**WHAT IS NEEDED:**
The result should be every line in the data below that carries the string "derive".

(Stored data entries)
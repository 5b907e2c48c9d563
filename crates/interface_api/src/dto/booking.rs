//! Booking DTOs

use serde::Deserialize;
use validator::Validate;

use core_kernel::UserId;
use domain_booking::BookingUpdate;
use domain_catalog::ResourceRef;

#[derive(Debug, Deserialize, Validate)]
pub struct CreateBookingRequest {
    /// Admins may book on behalf of a user; everyone else books for themselves
    pub user_id: Option<UserId>,
    /// `{"kind": "TOUR", "id": "..."}`
    pub resource: ResourceRef,
    pub quantity: i64,
    #[validate(length(max = 1000))]
    pub special_requests: Option<String>,
}

#[derive(Debug, Deserialize, Validate)]
pub struct UpdateBookingRequest {
    pub quantity: i64,
    #[validate(length(max = 1000))]
    pub special_requests: Option<String>,
}

impl From<UpdateBookingRequest> for BookingUpdate {
    fn from(req: UpdateBookingRequest) -> Self {
        BookingUpdate {
            quantity: req.quantity,
            special_requests: req.special_requests,
        }
    }
}

#[derive(Debug, Default, Deserialize)]
pub struct BookingQuery {
    pub status: Option<String>,
    pub user_id: Option<UserId>,
    pub resource_kind: Option<String>,
    pub resource_id: Option<uuid::Uuid>,
}

#[derive(Debug, serde::Serialize)]
pub struct BookingStats {
    /// Sum of CONFIRMED booking totals
    pub total_revenue: core_kernel::Money,
    pub count: usize,
}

**EXERCISE ANSWER:**
#[derive(Debug, Deserialize, Validate)]
#[derive(Debug, Deserialize, Validate)]
#[derive(Debug, Default, Deserialize)]
#[derive(Debug, serde::Serialize)]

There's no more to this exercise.